Stored data
———

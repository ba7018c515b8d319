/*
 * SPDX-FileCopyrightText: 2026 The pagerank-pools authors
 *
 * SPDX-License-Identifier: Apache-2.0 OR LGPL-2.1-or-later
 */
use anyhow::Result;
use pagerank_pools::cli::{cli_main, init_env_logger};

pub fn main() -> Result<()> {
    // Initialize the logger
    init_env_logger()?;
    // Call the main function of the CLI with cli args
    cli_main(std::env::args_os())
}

———

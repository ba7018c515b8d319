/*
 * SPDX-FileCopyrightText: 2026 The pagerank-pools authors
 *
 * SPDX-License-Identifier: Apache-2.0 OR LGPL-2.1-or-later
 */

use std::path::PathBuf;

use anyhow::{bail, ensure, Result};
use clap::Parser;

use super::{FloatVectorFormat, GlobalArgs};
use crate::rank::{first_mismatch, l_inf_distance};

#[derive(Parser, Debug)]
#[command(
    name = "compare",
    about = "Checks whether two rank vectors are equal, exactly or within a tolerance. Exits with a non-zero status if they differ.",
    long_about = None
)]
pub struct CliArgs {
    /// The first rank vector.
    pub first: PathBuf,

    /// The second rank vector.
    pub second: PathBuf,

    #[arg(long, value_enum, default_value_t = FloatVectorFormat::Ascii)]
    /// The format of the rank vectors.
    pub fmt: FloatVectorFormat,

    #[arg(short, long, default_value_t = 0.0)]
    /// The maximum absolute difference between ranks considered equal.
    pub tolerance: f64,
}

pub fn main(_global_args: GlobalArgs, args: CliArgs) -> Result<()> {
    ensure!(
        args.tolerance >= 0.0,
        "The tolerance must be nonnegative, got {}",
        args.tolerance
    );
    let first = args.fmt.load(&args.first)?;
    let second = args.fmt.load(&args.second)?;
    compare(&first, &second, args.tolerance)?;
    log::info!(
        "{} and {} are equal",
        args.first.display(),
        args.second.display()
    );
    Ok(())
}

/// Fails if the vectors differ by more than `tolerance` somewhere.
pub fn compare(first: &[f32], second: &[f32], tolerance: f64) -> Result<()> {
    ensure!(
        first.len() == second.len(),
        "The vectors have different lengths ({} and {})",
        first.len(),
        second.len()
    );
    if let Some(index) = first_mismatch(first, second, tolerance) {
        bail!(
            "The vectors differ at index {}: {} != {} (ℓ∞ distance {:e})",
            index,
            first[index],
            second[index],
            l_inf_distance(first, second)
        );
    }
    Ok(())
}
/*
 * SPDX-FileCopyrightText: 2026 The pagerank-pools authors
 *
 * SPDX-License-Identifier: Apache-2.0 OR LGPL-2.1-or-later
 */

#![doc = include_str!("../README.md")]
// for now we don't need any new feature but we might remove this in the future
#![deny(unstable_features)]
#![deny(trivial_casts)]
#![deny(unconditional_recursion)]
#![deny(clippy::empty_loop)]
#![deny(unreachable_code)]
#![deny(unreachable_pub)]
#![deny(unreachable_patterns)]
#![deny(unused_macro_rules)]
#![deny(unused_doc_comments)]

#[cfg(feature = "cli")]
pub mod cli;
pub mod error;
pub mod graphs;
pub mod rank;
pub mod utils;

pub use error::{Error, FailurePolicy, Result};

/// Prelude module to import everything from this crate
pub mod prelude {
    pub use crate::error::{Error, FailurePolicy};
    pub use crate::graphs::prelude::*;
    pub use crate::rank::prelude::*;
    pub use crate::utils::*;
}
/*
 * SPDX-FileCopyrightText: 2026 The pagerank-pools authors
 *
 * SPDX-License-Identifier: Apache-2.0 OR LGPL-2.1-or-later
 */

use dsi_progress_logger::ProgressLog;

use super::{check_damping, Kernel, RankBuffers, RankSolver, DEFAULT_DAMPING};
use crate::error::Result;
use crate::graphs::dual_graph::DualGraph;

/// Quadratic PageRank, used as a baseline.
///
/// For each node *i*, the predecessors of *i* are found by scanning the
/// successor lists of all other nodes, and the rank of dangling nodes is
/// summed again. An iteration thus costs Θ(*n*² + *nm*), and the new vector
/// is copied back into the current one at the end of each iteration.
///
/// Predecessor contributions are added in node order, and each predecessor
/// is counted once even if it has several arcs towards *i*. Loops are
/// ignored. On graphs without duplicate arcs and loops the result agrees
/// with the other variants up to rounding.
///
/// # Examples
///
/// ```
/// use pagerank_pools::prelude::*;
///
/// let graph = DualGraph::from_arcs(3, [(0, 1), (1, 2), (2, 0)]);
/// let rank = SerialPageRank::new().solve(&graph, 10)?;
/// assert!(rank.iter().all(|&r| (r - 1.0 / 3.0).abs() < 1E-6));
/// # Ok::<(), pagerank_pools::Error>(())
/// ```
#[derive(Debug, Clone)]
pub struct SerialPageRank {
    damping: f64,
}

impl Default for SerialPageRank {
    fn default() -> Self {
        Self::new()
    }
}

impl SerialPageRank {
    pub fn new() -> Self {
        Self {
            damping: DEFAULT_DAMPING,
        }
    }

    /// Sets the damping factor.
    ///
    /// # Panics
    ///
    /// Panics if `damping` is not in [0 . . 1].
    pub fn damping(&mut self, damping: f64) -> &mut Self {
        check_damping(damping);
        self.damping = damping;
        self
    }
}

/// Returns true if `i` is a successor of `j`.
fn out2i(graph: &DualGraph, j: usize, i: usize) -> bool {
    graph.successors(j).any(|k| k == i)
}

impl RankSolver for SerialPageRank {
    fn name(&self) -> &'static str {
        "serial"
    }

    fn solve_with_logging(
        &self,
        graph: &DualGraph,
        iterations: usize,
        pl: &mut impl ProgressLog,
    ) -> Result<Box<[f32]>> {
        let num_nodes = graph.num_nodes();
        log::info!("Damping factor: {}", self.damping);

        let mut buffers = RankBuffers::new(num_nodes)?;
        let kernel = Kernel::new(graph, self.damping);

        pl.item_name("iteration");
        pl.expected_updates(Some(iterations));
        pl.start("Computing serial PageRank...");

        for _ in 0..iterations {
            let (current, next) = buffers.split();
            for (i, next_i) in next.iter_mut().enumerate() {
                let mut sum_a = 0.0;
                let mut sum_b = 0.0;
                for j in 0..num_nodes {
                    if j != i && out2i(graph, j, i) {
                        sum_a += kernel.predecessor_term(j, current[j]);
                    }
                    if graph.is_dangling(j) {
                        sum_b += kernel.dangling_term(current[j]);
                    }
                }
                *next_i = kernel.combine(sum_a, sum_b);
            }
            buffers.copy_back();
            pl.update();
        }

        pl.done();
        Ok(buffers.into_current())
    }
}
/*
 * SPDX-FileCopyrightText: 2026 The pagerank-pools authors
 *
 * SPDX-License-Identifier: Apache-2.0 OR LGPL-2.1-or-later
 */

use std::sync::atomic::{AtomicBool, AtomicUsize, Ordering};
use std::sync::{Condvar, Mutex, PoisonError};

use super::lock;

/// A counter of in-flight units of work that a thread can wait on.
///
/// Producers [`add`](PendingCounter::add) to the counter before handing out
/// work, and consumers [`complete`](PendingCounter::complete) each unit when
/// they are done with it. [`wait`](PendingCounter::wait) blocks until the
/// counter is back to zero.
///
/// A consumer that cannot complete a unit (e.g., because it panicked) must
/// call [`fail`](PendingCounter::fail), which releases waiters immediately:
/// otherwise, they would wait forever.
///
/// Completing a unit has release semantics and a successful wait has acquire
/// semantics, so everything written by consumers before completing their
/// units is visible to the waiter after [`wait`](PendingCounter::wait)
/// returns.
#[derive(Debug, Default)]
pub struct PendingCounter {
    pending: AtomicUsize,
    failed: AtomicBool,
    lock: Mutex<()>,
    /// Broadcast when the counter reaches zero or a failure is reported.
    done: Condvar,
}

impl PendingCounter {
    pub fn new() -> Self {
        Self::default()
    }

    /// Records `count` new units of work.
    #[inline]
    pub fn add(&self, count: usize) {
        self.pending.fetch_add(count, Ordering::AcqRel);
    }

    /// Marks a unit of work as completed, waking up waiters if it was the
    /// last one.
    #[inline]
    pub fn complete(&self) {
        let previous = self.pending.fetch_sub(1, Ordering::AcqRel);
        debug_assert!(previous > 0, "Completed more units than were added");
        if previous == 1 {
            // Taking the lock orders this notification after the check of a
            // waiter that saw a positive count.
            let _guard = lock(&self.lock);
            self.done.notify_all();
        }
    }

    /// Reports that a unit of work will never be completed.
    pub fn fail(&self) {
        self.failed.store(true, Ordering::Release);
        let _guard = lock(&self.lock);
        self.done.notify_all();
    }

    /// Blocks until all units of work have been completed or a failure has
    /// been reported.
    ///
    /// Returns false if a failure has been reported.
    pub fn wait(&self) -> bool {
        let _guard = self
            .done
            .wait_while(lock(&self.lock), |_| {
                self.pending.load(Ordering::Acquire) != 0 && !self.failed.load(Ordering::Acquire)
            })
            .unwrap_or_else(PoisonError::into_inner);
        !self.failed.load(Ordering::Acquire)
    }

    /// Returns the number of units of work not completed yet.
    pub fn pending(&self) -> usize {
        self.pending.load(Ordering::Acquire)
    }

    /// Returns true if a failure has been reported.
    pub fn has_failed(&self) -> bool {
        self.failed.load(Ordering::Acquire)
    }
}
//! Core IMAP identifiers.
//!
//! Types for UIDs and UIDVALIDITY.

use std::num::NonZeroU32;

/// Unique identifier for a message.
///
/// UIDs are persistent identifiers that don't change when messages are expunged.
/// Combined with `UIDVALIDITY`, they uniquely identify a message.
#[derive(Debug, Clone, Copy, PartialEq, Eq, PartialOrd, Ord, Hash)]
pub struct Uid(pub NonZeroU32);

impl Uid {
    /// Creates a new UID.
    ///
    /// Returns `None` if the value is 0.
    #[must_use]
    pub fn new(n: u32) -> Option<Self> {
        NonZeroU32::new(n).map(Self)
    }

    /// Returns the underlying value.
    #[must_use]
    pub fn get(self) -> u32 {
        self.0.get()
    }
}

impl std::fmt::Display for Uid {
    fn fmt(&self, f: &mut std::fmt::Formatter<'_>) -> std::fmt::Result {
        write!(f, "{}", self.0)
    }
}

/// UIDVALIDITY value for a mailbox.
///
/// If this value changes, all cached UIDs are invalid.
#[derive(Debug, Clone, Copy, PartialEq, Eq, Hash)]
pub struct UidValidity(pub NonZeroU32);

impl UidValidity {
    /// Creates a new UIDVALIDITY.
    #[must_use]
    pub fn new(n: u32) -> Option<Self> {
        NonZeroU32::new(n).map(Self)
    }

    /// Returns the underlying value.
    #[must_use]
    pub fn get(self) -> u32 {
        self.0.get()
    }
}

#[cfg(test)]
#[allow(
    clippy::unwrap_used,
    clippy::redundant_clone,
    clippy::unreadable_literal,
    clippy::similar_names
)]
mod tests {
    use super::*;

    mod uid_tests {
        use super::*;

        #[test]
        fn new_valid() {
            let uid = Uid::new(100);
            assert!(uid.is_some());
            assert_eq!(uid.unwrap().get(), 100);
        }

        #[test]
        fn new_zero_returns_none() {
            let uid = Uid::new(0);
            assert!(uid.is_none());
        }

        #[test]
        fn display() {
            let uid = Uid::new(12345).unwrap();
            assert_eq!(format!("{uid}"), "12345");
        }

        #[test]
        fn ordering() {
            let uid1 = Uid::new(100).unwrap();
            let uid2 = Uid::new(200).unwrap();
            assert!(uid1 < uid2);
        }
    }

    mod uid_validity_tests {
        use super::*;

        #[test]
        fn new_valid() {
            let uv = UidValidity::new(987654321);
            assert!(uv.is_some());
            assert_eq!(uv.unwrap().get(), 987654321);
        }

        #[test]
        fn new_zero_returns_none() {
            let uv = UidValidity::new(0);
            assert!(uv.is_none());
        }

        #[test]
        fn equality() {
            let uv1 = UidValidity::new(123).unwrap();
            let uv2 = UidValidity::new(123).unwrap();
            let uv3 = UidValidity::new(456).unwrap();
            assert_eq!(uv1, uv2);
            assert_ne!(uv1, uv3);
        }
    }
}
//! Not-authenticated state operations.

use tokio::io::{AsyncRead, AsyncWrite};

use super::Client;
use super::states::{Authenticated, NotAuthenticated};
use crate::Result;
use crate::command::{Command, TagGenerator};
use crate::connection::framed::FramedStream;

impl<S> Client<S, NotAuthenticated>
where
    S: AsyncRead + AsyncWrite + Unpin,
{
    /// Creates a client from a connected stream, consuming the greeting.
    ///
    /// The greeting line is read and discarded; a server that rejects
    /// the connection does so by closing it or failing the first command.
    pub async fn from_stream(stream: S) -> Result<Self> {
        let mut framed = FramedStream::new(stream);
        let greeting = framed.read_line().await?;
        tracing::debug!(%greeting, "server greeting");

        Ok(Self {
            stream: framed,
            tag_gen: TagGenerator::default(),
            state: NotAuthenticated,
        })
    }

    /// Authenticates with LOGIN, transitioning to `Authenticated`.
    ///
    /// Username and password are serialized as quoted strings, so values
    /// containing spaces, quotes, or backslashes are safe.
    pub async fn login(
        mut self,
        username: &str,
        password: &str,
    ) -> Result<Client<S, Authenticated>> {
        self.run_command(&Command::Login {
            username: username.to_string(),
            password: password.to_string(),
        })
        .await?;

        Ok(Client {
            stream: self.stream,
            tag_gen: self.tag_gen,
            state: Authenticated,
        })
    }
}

———

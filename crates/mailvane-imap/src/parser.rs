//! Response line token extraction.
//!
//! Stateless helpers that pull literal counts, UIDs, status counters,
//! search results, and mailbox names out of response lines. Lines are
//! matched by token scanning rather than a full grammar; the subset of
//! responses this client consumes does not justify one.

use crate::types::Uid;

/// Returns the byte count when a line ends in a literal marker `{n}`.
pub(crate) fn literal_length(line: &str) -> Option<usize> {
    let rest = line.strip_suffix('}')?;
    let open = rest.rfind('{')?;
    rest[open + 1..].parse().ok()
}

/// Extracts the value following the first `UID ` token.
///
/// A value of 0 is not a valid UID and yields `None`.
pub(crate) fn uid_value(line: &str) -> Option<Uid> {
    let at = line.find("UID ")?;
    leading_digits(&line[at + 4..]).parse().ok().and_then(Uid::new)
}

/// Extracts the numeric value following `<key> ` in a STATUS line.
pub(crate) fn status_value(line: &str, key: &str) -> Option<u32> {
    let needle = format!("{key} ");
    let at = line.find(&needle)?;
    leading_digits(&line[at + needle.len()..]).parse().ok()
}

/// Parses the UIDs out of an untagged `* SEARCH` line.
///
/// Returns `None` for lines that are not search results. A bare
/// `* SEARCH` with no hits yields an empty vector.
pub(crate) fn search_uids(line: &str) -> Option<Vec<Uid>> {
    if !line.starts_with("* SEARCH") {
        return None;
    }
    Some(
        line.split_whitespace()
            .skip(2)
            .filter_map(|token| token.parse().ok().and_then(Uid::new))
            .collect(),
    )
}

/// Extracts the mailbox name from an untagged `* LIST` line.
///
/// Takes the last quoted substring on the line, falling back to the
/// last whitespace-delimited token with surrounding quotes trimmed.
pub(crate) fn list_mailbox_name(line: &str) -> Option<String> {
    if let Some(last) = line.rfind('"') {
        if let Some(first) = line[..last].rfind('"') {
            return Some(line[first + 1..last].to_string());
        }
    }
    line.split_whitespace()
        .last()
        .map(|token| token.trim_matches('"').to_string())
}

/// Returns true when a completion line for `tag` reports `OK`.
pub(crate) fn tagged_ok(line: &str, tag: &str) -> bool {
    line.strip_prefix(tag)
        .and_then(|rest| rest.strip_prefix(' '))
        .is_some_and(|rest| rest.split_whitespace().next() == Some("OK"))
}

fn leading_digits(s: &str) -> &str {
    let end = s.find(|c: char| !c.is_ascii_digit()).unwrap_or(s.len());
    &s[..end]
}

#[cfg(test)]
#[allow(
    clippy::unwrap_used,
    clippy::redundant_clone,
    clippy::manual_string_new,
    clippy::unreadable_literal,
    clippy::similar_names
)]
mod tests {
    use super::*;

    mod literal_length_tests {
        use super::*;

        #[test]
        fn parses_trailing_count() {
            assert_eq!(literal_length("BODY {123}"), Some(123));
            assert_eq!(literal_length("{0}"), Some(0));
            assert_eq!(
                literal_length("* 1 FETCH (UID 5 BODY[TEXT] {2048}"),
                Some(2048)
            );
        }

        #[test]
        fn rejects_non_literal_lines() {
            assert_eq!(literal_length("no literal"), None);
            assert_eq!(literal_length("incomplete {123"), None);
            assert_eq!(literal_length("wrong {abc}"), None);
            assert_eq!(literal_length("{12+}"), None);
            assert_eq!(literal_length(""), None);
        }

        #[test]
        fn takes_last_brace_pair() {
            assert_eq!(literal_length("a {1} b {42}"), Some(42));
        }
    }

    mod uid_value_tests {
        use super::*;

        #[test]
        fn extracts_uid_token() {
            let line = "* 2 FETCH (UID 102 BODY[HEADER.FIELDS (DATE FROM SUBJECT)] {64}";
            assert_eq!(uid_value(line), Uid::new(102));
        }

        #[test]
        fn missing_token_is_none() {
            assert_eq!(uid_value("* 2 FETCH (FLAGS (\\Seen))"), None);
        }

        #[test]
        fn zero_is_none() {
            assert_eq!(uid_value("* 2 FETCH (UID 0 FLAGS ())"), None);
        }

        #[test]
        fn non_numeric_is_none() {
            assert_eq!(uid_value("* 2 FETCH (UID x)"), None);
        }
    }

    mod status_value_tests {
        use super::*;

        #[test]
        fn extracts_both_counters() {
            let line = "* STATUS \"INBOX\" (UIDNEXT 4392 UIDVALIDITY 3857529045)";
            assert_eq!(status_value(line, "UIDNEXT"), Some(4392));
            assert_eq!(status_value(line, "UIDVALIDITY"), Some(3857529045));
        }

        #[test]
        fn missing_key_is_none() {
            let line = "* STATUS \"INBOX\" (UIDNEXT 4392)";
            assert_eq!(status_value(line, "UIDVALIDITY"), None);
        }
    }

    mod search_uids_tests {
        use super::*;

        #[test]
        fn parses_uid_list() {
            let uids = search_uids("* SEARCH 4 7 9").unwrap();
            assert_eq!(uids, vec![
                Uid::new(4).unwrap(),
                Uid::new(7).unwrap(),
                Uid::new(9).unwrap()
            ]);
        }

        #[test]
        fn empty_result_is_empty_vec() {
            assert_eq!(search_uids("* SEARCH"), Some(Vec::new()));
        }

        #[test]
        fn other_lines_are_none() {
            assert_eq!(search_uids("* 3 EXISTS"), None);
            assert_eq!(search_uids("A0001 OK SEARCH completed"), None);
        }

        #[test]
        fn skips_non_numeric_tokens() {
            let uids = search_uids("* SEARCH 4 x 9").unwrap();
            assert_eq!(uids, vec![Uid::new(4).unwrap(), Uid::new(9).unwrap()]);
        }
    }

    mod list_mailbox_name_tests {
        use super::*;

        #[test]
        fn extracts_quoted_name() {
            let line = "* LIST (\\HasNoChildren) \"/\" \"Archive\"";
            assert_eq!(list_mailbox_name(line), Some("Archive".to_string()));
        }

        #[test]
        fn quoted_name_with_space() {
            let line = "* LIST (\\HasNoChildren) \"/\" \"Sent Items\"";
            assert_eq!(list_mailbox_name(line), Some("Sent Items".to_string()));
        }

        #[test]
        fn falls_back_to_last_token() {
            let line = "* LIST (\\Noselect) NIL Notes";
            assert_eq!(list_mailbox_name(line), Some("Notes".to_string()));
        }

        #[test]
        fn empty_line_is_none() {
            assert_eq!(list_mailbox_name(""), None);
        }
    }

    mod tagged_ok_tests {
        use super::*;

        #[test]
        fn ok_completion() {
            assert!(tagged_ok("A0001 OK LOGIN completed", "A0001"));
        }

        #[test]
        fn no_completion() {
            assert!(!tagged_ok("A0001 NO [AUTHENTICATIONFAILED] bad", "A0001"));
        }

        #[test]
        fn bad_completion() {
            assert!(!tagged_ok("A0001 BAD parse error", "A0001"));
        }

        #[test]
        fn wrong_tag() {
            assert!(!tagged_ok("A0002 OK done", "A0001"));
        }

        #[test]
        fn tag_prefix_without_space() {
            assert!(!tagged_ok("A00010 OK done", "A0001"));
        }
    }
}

———

| Task brief |
From the records given above, copy all lines containing "identifiers".

| Written response |
//! Core IMAP identifiers.
/// UIDs are persistent identifiers that don't change when messages are expunged.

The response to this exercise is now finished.